A different approach called generative inverse design network finds the optimal designs having the desired performance by using back-propagation in neural networks. Generally, back-propagation is a process of optimizing the hyperparameters of hidden layers to minimize the loss function, the value of which quantitatively defines the error between the network's predicted result and the ground truth value.80 After the training stage, we can find the optimal design by fixing all neural network parameters except for the input features so that the input values are tuned to minimize a loss function through back-propagation.81,82

For example, Peurifoy et al. (2018) solved the inverse design problem using the back-propagation-based approach to find the optimal thickness combination of nanoparticle causing desired light scattering spectrum.81 First, to construct the AI regression model, the neural network was trained by the data collected from light scattering simulation, which generates the light scattering spectrum for a set of parametrized thickness values of multi-layered nanoparticles. Then, by fixing all weights except for the input features, the optimized particle designs having the desired scattering spectrum were obtained through back-propagation. The study demonstrated that the neural network (NN) outperformed the numerical non-linear optimization method by achieving a significantly closer minimum in some cases (Fig. 5).
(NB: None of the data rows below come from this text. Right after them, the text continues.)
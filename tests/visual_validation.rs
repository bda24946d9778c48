mod common;

use common::{FakeEngine, chart};
use marimo_guard::{
    cancel::CancelToken,
    engine::ExportOut,
    probe::{PhaseConfig, PhaseContext, PhaseId, Probe, Status},
    probes::VisualValidator,
    registry::{ChartDescriptor, ChartHandle, ChartLibrary, ChartRegistry},
};
use serde_json::json;
use std::collections::BTreeMap;
use std::path::PathBuf;
use std::sync::Arc;
use std::time::{Duration, Instant};

fn ctx(strict: bool, registry: Arc<ChartRegistry>) -> PhaseContext {
    PhaseContext {
        phase: PhaseId::VisualValidation,
        notebook: PathBuf::from("demo.py"),
        project_root: PathBuf::from("."),
        config: PhaseConfig::new(true, strict, Duration::from_secs(30)),
        registry,
        cancel: CancelToken::new(),
        deadline: Instant::now() + Duration::from_secs(30),
    }
}

fn desc(name: &str, library: ChartLibrary) -> ChartDescriptor {
    ChartDescriptor {
        name: name.to_string(),
        library,
        handle: ChartHandle(json!({"key": name})),
        metadata: BTreeMap::new(),
    }
}

fn broken_export() -> FakeEngine {
    let mut engine = FakeEngine::default();
    engine.exports.insert(
        "revenue".into(),
        ExportOut {
            ok: false,
            error: Some("invalid encoding".into()),
            ..ExportOut::default()
        },
    );
    engine
}

#[test]
fn export_failure_warns_unless_strict() {
    let charts = [desc("revenue", ChartLibrary::Altair), desc("ok", ChartLibrary::Plotly)];

    let v = VisualValidator::new(Arc::new(broken_export()));
    let lenient = v.validate(&ctx(false, Arc::default()), &charts).unwrap();
    assert_eq!(lenient.status, Status::Warn);
    assert_eq!(
        lenient.messages,
        vec!["revenue: altair export failed: invalid encoding".to_string()]
    );
    assert_eq!(lenient.metrics["exported"], 1.0);

    let strict = v.validate(&ctx(true, Arc::default()), &charts).unwrap();
    assert_eq!(strict.status, Status::Fail);
}

#[test]
fn unsupported_library_is_a_warning_even_when_strict() {
    let v = VisualValidator::new(Arc::new(FakeEngine::default()));
    let r = v
        .validate(&ctx(true, Arc::default()), &[desc("pie", ChartLibrary::Other)])
        .unwrap();
    assert_eq!(r.status, Status::Warn);
    assert_eq!(r.messages, vec!["pie: unsupported library, skipped".to_string()]);
}

#[test]
fn missing_exporter_is_a_warning_even_when_strict() {
    let mut engine = FakeEngine::default();
    engine.exports.insert(
        "fig".into(),
        ExportOut {
            unavailable: true,
            error: Some("No module named 'bokeh'".into()),
            ..ExportOut::default()
        },
    );
    let v = VisualValidator::new(Arc::new(engine));
    let r = v
        .validate(&ctx(true, Arc::default()), &[desc("fig", ChartLibrary::Bokeh)])
        .unwrap();
    assert_eq!(r.status, Status::Warn);
    assert!(r.messages[0].contains("exporter unavailable"));
}

#[test]
fn all_exports_clean_is_pass() {
    let v = VisualValidator::new(Arc::new(FakeEngine::default()));
    let r = v
        .validate(
            &ctx(true, Arc::default()),
            &[desc("a", ChartLibrary::Matplotlib), desc("b", ChartLibrary::Plotly)],
        )
        .unwrap();
    assert_eq!(r.status, Status::Pass);
    assert!(r.messages.is_empty());
}

#[test]
fn empty_registry_falls_back_to_heuristic_scan() {
    let engine = Arc::new(FakeEngine::default());
    let registry = Arc::new(ChartRegistry::new());
    registry.record_heuristic(vec![desc("fig1", ChartLibrary::Matplotlib)]);

    let r = VisualValidator::new(engine.clone())
        .run(&ctx(false, registry))
        .unwrap();
    assert_eq!(r.status, Status::Pass);
    assert_eq!(r.details["source"], "heuristic");
    assert_eq!(r.details["confidence"], "low");
    assert_eq!(r.details["charts"][0]["source"], "heuristic");
    assert_eq!(engine.calls(), vec!["export:fig1".to_string()]);
}

#[test]
fn registered_charts_take_precedence() {
    let engine = Arc::new(FakeEngine::default());
    let registry = Arc::new(ChartRegistry::new());
    let c = chart("sales", "altair");
    registry.register(&c.name, ChartLibrary::Altair, ChartHandle(c.handle), BTreeMap::new());
    registry.record_heuristic(vec![desc("other", ChartLibrary::Plotly)]);

    let r = VisualValidator::new(engine.clone())
        .run(&ctx(false, registry))
        .unwrap();
    assert_eq!(r.details["source"], "registry");
    assert_eq!(engine.calls(), vec!["export:sales".to_string()]);
}

#[test]
fn all_charts_export_in_one_engine_call() {
    let engine = Arc::new(FakeEngine::default());
    let charts = [
        desc("a", ChartLibrary::Altair),
        desc("pie", ChartLibrary::Other),
        desc("b", ChartLibrary::Bokeh),
    ];
    let r = VisualValidator::new(engine.clone())
        .validate(&ctx(false, Arc::default()), &charts)
        .unwrap();
    assert_eq!(engine.calls(), vec!["export:a,b".to_string()]);
    assert_eq!(r.metrics["exported"], 2.0);
    assert_eq!(r.metrics["unsupported"], 1.0);
}

#[test]
fn failed_export_run_marks_every_chart_failed() {
    let mut engine = FakeEngine::default();
    engine.export_error = Some("notebook raised NameError".into());
    let charts = [desc("a", ChartLibrary::Altair), desc("b", ChartLibrary::Plotly)];

    let v = VisualValidator::new(Arc::new(engine));
    let r = v.validate(&ctx(false, Arc::default()), &charts).unwrap();
    assert_eq!(r.status, Status::Warn);
    assert_eq!(r.metrics["failed"], 2.0);
    assert_eq!(r.metrics["exported"], 0.0);
    assert_eq!(
        r.messages,
        vec![
            "a: altair export failed: notebook raised NameError".to_string(),
            "b: plotly export failed: notebook raised NameError".to_string(),
        ]
    );

    let strict = v.validate(&ctx(true, Arc::default()), &charts).unwrap();
    assert_eq!(strict.status, Status::Fail);
}
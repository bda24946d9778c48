//! Client side of the notebook server's session-query (MCP) endpoint.

use anyhow::{Result, anyhow};
use serde::{Deserialize, Serialize};
use serde_json::{Value, json};
use std::collections::BTreeMap;
use std::path::{Path, PathBuf};
use std::time::Duration;
use tracing::{debug, warn};

#[derive(Debug, Clone)]
pub struct HttpConfig {
    pub timeout: Duration,
    pub max_retries: u32,
    pub backoff_initial: Duration,
    pub backoff_max: Duration,
    pub retry_statuses: Vec<u16>,
}

impl Default for HttpConfig {
    fn default() -> Self {
        Self {
            timeout: Duration::from_secs(15),
            max_retries: 3,
            backoff_initial: Duration::from_millis(350),
            backoff_max: Duration::from_secs(5),
            retry_statuses: vec![408, 409, 425, 429, 500, 502, 503, 504],
        }
    }
}

#[derive(Debug, Clone)]
pub struct HttpResponse {
    pub status: u16,
    pub body: String,
}

impl HttpResponse {
    pub fn json(&self) -> Result<Value> {
        Ok(serde_json::from_str(&self.body)?)
    }
}

/// Blocking HTTP with bounded retries and exponential backoff.
pub struct HttpClient {
    agent: ureq::Agent,
    cfg: HttpConfig,
}

impl HttpClient {
    pub fn new(cfg: HttpConfig) -> Self {
        let agent = ureq::AgentBuilder::new().timeout(cfg.timeout).build();
        Self { agent, cfg }
    }

    /// `ok_statuses` are accepted as-is; any other non-2xx status is an error.
    pub fn request(
        &self,
        method: &str,
        url: &str,
        body: Option<&Value>,
        ok_statuses: &[u16],
    ) -> Result<HttpResponse> {
        let mut attempt = 0u32;
        let mut backoff = self.cfg.backoff_initial;
        loop {
            let req = self.agent.request(method, url);
            let res = match body {
                Some(b) => req.send_json(b.clone()),
                None => req.call(),
            };
            let (status, resp) = match res {
                Ok(resp) => (resp.status(), resp),
                Err(ureq::Error::Status(code, resp)) => (code, resp),
                Err(ureq::Error::Transport(t)) => {
                    warn!(method, url, attempt, "http transport error: {t}");
                    if attempt >= self.cfg.max_retries {
                        return Err(anyhow!("{method} {url}: {t}"));
                    }
                    std::thread::sleep(backoff);
                    backoff = (backoff * 2).min(self.cfg.backoff_max);
                    attempt += 1;
                    continue;
                }
            };
            debug!(method, url, status, attempt, "http request");

            if self.cfg.retry_statuses.contains(&status) && attempt < self.cfg.max_retries {
                std::thread::sleep(backoff);
                backoff = (backoff * 2).min(self.cfg.backoff_max);
                attempt += 1;
                continue;
            }

            if (200..300).contains(&status) || ok_statuses.contains(&status) {
                let body = resp.into_string().unwrap_or_default();
                return Ok(HttpResponse { status, body });
            }
            return Err(anyhow!("{method} {url}: HTTP {status}"));
        }
    }
}

#[derive(Debug, Clone, Default, PartialEq, Serialize, Deserialize)]
pub struct ErrorsSummary {
    #[serde(default)]
    pub notebooks: BTreeMap<String, Value>,
    #[serde(default)]
    pub total_errors: u64,
}

impl ErrorsSummary {
    /// Errors reported for `notebook`, looked up by full path then by file name.
    pub fn errors_for(&self, notebook: &Path) -> Vec<String> {
        let full = notebook.display().to_string();
        let name = notebook
            .file_name()
            .map(|n| n.to_string_lossy().into_owned())
            .unwrap_or_default();
        let entry = self
            .notebooks
            .get(&full)
            .or_else(|| self.notebooks.get(&name));
        match entry {
            None | Some(Value::Null) => Vec::new(),
            Some(Value::Array(items)) => items.iter().map(value_text).collect(),
            Some(other) => vec![value_text(other)],
        }
    }
}

fn value_text(v: &Value) -> String {
    match v {
        Value::String(s) => s.clone(),
        other => other.to_string(),
    }
}

/// Session-query endpoint as seen by the guard.
pub trait SessionClient: Send + Sync {
    fn health_check(&self) -> bool;
    fn active_notebooks(&self) -> Result<Vec<Value>>;
    fn errors_summary(&self) -> Result<ErrorsSummary>;
}

pub struct McpClient {
    base_url: String,
    http: HttpClient,
}

impl McpClient {
    pub fn new(base_url: &str, http: HttpClient) -> Self {
        Self {
            base_url: base_url.trim_end_matches('/').to_string(),
            http,
        }
    }

    fn prompt(&self, name: &str, ok: &[u16]) -> Result<HttpResponse> {
        self.http.request(
            "POST",
            &format!("{}/prompts/{name}", self.base_url),
            Some(&json!({})),
            ok,
        )
    }
}

impl SessionClient for McpClient {
    fn health_check(&self) -> bool {
        let health = format!("{}/health", self.base_url.replace("/mcp/server", ""));
        if self.http.request("GET", &health, None, &[404, 405]).is_ok() {
            return true;
        }
        self.prompt("active_notebooks", &[400, 404]).is_ok()
    }

    fn active_notebooks(&self) -> Result<Vec<Value>> {
        let resp = self.prompt("active_notebooks", &[])?;
        match parse_mcp_response(resp.json()?) {
            Value::Array(items) => Ok(items),
            other => {
                warn!("unexpected active_notebooks payload: {other}");
                Ok(Vec::new())
            }
        }
    }

    fn errors_summary(&self) -> Result<ErrorsSummary> {
        let resp = self.prompt("errors_summary", &[])?;
        let parsed = parse_mcp_response(resp.json()?);
        Ok(serde_json::from_value(parsed).unwrap_or_default())
    }
}

/// Unwrap the `{"content": [{"text": "<json>"}]}` envelope when present.
pub fn parse_mcp_response(data: Value) -> Value {
    let text = data
        .get("content")
        .and_then(Value::as_array)
        .and_then(|c| c.first())
        .map(|first| match first {
            Value::Object(_) => first
                .get("text")
                .and_then(Value::as_str)
                .unwrap_or_default()
                .to_string(),
            other => value_text(other),
        });
    if let Some(text) = text {
        if let Ok(parsed) = serde_json::from_str::<Value>(&text) {
            return parsed;
        }
    }
    data
}

#[derive(Debug, Clone, PartialEq)]
pub struct NotebookSession {
    pub session_id: String,
    pub file_path: PathBuf,
    pub status: String,
    pub metadata: Value,
}

/// Active-session lookups on top of a [`SessionClient`].
pub struct SessionService<'a> {
    client: &'a dyn SessionClient,
}

impl<'a> SessionService<'a> {
    pub fn new(client: &'a dyn SessionClient) -> Self {
        Self { client }
    }

    pub fn active_sessions(&self) -> Vec<NotebookSession> {
        let notebooks = match self.client.active_notebooks() {
            Ok(n) => n,
            Err(e) => {
                debug!("failed to list active sessions: {e:#}");
                return Vec::new();
            }
        };
        notebooks
            .into_iter()
            .filter_map(|nb| {
                let file_path = nb
                    .get("file_path")
                    .or_else(|| nb.get("path"))
                    .and_then(Value::as_str)
                    .filter(|p| !p.is_empty())?
                    .to_string();
                let session_id = nb
                    .get("session_id")
                    .or_else(|| nb.get("id"))
                    .map(value_text)
                    .unwrap_or_else(|| file_path.clone());
                let status = nb
                    .get("status")
                    .and_then(Value::as_str)
                    .unwrap_or("active")
                    .to_string();
                Some(NotebookSession {
                    session_id,
                    file_path: PathBuf::from(file_path),
                    status,
                    metadata: nb,
                })
            })
            .collect()
    }

    pub fn session_for_notebook(&self, notebook: &Path) -> Option<NotebookSession> {
        let target = normalize(notebook);
        self.active_sessions().into_iter().find(|s| {
            let candidate = normalize(&s.file_path);
            candidate == target || candidate.file_name() == target.file_name()
        })
    }

    pub fn is_notebook_active(&self, notebook: &Path) -> bool {
        self.session_for_notebook(notebook).is_some()
    }

    pub fn warn_if_active(&self, notebook: &Path) -> Option<String> {
        self.session_for_notebook(notebook).map(|s| {
            format!(
                "notebook is currently open in marimo (session: {}); concurrent edits may conflict",
                s.session_id
            )
        })
    }
}

fn normalize(p: &Path) -> PathBuf {
    p.canonicalize().unwrap_or_else(|_| p.to_path_buf())
}
//! Run-scoped chart registry.
//!
//! Notebooks register their charts while the programmatic-execution phase
//! runs; the visual-validation phase reads them back. The orchestrator clears
//! the registry at the start of every run.

use serde::{Deserialize, Serialize};
use std::collections::BTreeMap;
use std::sync::{Mutex, MutexGuard};

#[derive(Debug, Clone, Copy, PartialEq, Eq, Hash, Serialize, Deserialize)]
#[serde(rename_all = "snake_case")]
pub enum ChartLibrary {
    Altair,
    Plotly,
    Bokeh,
    Matplotlib,
    Other,
}

impl ChartLibrary {
    /// Normalise a library tag as reported by the notebook runtime.
    pub fn from_tag(tag: &str) -> Self {
        let tag = tag.trim().to_ascii_lowercase();
        let root = tag.split('.').next().unwrap_or_default();
        match root {
            "altair" | "vegalite" | "vega_lite" => ChartLibrary::Altair,
            "plotly" => ChartLibrary::Plotly,
            "bokeh" => ChartLibrary::Bokeh,
            "matplotlib" => ChartLibrary::Matplotlib,
            _ => ChartLibrary::Other,
        }
    }

    pub fn as_str(self) -> &'static str {
        match self {
            ChartLibrary::Altair => "altair",
            ChartLibrary::Plotly => "plotly",
            ChartLibrary::Bokeh => "bokeh",
            ChartLibrary::Matplotlib => "matplotlib",
            ChartLibrary::Other => "other",
        }
    }
}

impl std::fmt::Display for ChartLibrary {
    fn fmt(&self, f: &mut std::fmt::Formatter<'_>) -> std::fmt::Result {
        f.write_str(self.as_str())
    }
}

/// Opaque reference to a chart object living in the notebook runtime.
///
/// The guard never looks inside; it is handed back verbatim to the exporter.
#[derive(Debug, Clone, PartialEq, Default, Serialize, Deserialize)]
#[serde(transparent)]
pub struct ChartHandle(pub serde_json::Value);

#[derive(Debug, Clone, PartialEq, Serialize, Deserialize)]
pub struct ChartDescriptor {
    pub name: String,
    pub library: ChartLibrary,
    pub handle: ChartHandle,
    #[serde(default)]
    pub metadata: BTreeMap<String, String>,
}

impl ChartDescriptor {
    pub fn source(&self) -> &str {
        self.metadata
            .get("source")
            .map(String::as_str)
            .unwrap_or("registry")
    }
}

#[derive(Debug, Default)]
struct Entries {
    registered: Vec<ChartDescriptor>,
    heuristic: Vec<ChartDescriptor>,
}

#[derive(Debug, Default)]
pub struct ChartRegistry {
    inner: Mutex<Entries>,
}

impl ChartRegistry {
    pub fn new() -> Self {
        Self::default()
    }

    fn entries(&self) -> MutexGuard<'_, Entries> {
        // A panicking probe must not take the registry down with it.
        self.inner.lock().unwrap_or_else(|e| e.into_inner())
    }

    /// Register a chart. Re-registering a name replaces the earlier
    /// descriptor in place, keeping its original position.
    pub fn register(
        &self,
        name: &str,
        library: ChartLibrary,
        handle: ChartHandle,
        mut metadata: BTreeMap<String, String>,
    ) {
        metadata
            .entry("source".to_string())
            .or_insert_with(|| "registry".to_string());
        let desc = ChartDescriptor {
            name: name.to_string(),
            library,
            handle,
            metadata,
        };
        let mut entries = self.entries();
        match entries.registered.iter_mut().find(|d| d.name == name) {
            Some(slot) => *slot = desc,
            None => entries.registered.push(desc),
        }
    }

    /// Registered charts in registration order.
    pub fn list(&self) -> Vec<ChartDescriptor> {
        self.entries().registered.clone()
    }

    pub fn is_empty(&self) -> bool {
        self.entries().registered.is_empty()
    }

    pub fn clear(&self) {
        let mut entries = self.entries();
        entries.registered.clear();
        entries.heuristic.clear();
    }

    /// Keep module-scan candidates for when nothing was registered.
    pub fn record_heuristic(&self, candidates: Vec<ChartDescriptor>) {
        self.entries().heuristic = candidates
            .into_iter()
            .map(|mut d| {
                d.metadata
                    .insert("source".to_string(), "heuristic".to_string());
                d
            })
            .collect();
    }

    pub fn heuristic(&self) -> Vec<ChartDescriptor> {
        self.entries().heuristic.clone()
    }
}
image file: d3mh00039g-f5.tif
Fig. 5 (a) Schematic of the neural network predicting the scattering cross section (σr2) at varying wavelengths from the thickness value of each shell of the nanoparticle. (b) The desired spectrum (Blue), the spectrum from the NN-based design method (Orange dashed), and the spectrum from the non-linear numerical optimization method (Black dashed) for an eight-shell nanoparticle made of alternating shells of TiO2 and silica. The numbers in the legend denote the designed input shell thickness. From ref. 81, Licensed under CC BY-NC 4.0.

2.3. Generative adversarial network (GAN)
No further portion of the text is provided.